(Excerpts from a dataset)
+ + +

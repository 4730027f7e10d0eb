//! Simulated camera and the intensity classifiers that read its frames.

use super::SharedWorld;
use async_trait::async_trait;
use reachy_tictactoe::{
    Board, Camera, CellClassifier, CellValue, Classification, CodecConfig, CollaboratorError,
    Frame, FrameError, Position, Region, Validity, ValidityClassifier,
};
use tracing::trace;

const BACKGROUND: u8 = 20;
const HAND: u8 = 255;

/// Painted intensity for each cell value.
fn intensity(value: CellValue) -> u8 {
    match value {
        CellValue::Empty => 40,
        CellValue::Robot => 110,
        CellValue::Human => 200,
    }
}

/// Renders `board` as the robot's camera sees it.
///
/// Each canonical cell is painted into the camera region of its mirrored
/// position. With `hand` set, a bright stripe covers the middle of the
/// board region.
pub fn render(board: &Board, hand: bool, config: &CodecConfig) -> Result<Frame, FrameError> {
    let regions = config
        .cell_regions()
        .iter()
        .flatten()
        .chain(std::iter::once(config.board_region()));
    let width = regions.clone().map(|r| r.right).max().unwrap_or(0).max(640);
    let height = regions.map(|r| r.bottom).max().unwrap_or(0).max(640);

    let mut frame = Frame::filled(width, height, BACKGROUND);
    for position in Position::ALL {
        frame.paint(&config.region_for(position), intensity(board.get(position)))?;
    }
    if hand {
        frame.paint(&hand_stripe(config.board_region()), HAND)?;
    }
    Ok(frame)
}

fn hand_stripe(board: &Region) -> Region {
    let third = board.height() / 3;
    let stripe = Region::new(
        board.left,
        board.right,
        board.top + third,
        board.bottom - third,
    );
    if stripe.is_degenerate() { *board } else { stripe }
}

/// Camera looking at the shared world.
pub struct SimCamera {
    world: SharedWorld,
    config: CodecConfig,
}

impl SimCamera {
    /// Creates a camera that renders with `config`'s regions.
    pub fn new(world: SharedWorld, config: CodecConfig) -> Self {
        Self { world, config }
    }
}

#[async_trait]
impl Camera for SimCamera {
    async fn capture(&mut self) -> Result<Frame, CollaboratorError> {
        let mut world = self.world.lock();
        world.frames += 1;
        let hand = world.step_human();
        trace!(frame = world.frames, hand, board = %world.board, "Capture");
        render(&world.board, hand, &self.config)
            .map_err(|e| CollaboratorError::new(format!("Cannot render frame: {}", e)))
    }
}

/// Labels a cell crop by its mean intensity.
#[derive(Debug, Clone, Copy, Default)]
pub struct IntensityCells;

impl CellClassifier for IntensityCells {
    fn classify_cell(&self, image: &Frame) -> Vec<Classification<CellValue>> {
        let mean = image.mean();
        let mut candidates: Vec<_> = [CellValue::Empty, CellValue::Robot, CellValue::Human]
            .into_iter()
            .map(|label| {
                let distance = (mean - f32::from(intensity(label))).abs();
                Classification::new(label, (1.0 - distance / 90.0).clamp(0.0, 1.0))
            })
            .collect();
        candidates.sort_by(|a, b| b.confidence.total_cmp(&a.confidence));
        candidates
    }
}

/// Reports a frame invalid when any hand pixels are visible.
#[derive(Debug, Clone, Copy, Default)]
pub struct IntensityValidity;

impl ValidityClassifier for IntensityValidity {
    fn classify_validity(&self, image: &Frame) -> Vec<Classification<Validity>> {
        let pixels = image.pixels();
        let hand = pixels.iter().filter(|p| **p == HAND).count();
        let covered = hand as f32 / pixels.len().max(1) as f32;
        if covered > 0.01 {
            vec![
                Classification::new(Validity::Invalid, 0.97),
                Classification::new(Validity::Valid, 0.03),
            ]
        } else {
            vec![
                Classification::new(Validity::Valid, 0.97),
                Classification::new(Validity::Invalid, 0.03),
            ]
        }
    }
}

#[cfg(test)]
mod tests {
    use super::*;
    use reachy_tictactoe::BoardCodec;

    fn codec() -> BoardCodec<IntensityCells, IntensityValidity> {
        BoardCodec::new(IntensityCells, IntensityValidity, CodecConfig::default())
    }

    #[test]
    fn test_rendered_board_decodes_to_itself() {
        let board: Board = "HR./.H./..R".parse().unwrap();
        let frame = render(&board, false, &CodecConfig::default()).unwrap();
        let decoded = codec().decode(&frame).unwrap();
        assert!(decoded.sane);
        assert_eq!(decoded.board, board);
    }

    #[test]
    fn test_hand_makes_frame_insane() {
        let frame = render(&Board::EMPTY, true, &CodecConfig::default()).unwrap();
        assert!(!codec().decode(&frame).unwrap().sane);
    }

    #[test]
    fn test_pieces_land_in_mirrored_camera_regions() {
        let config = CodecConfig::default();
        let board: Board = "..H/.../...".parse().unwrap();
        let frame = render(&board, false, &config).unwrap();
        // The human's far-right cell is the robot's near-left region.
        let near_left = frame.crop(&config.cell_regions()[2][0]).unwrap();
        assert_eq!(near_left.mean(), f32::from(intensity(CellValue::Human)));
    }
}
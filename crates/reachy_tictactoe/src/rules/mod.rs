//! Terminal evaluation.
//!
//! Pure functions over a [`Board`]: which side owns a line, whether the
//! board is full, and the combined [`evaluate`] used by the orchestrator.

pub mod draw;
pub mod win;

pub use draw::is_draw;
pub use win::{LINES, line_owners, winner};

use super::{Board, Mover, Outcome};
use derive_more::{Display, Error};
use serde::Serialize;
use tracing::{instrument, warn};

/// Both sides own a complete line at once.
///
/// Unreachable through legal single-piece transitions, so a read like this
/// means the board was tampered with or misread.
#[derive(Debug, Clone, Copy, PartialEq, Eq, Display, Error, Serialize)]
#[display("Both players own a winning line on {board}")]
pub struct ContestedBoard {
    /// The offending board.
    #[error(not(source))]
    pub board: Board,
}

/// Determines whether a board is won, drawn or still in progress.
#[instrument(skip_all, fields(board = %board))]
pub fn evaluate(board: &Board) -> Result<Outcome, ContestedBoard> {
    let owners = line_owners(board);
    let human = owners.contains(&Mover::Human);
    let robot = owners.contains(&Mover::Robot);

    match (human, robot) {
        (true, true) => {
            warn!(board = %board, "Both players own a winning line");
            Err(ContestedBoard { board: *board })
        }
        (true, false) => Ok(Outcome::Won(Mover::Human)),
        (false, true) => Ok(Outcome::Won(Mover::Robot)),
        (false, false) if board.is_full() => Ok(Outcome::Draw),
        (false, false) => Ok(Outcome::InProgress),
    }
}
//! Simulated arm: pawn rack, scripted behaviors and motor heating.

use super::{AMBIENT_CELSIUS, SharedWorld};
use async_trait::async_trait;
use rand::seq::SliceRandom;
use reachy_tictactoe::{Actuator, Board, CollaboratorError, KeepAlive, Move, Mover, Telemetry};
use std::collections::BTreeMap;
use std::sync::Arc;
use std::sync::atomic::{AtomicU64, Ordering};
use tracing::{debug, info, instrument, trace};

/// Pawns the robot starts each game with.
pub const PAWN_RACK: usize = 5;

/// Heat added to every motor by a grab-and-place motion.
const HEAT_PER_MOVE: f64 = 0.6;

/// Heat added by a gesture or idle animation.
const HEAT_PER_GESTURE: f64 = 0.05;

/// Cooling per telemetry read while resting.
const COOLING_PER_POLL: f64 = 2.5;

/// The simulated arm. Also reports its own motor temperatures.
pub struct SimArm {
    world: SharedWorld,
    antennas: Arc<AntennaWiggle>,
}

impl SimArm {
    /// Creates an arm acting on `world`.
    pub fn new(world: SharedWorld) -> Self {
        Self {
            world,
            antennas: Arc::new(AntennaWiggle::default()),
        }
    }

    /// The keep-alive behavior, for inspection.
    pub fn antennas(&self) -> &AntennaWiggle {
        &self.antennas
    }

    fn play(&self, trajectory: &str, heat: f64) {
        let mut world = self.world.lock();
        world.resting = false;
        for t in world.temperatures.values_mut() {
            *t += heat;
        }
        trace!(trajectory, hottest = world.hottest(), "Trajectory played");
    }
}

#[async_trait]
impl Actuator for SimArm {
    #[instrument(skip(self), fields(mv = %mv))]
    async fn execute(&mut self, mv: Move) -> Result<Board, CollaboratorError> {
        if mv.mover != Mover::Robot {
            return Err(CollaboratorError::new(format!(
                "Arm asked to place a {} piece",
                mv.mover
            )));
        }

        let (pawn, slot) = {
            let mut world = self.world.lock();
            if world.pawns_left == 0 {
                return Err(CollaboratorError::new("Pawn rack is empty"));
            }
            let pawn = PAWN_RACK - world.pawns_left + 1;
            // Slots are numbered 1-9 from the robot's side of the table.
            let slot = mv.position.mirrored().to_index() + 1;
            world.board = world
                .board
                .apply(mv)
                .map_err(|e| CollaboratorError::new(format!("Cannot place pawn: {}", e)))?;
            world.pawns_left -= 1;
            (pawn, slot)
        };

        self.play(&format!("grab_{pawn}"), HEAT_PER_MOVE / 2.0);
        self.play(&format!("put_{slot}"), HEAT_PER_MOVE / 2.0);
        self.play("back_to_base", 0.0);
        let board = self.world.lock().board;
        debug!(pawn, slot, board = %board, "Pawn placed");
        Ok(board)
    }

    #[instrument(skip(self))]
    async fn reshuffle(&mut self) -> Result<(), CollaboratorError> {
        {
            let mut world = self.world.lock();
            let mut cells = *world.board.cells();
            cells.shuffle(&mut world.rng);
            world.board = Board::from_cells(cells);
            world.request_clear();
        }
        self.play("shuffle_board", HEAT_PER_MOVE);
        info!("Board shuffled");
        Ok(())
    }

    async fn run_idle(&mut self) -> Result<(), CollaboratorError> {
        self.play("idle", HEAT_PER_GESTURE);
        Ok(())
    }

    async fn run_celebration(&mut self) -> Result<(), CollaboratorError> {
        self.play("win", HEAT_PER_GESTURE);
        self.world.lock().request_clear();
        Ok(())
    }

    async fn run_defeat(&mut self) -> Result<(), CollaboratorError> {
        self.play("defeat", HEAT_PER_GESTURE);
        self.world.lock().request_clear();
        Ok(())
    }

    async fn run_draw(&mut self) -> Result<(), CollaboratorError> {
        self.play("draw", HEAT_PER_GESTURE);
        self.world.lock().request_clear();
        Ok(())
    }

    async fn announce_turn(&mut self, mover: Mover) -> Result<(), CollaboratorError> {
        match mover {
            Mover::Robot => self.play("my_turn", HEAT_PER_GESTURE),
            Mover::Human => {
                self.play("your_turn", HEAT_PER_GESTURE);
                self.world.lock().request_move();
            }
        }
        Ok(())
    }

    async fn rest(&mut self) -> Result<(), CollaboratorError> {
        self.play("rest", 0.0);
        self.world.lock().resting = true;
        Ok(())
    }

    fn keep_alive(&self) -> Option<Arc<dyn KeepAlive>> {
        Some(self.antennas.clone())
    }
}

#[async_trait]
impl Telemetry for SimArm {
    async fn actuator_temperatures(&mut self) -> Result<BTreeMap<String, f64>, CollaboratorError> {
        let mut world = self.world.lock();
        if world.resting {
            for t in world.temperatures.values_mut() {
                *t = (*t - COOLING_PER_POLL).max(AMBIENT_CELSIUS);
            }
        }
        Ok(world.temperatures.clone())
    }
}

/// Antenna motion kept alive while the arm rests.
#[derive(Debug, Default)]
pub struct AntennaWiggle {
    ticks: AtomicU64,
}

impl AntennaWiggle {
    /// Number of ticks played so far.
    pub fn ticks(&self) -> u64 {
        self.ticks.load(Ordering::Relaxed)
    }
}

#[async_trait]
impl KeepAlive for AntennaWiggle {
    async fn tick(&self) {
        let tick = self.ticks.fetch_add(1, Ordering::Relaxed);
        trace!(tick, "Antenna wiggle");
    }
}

+ + +

> _What to work on_
State, as a number only, how many lines in the entries include "CellValue".

> _Expected answer_
8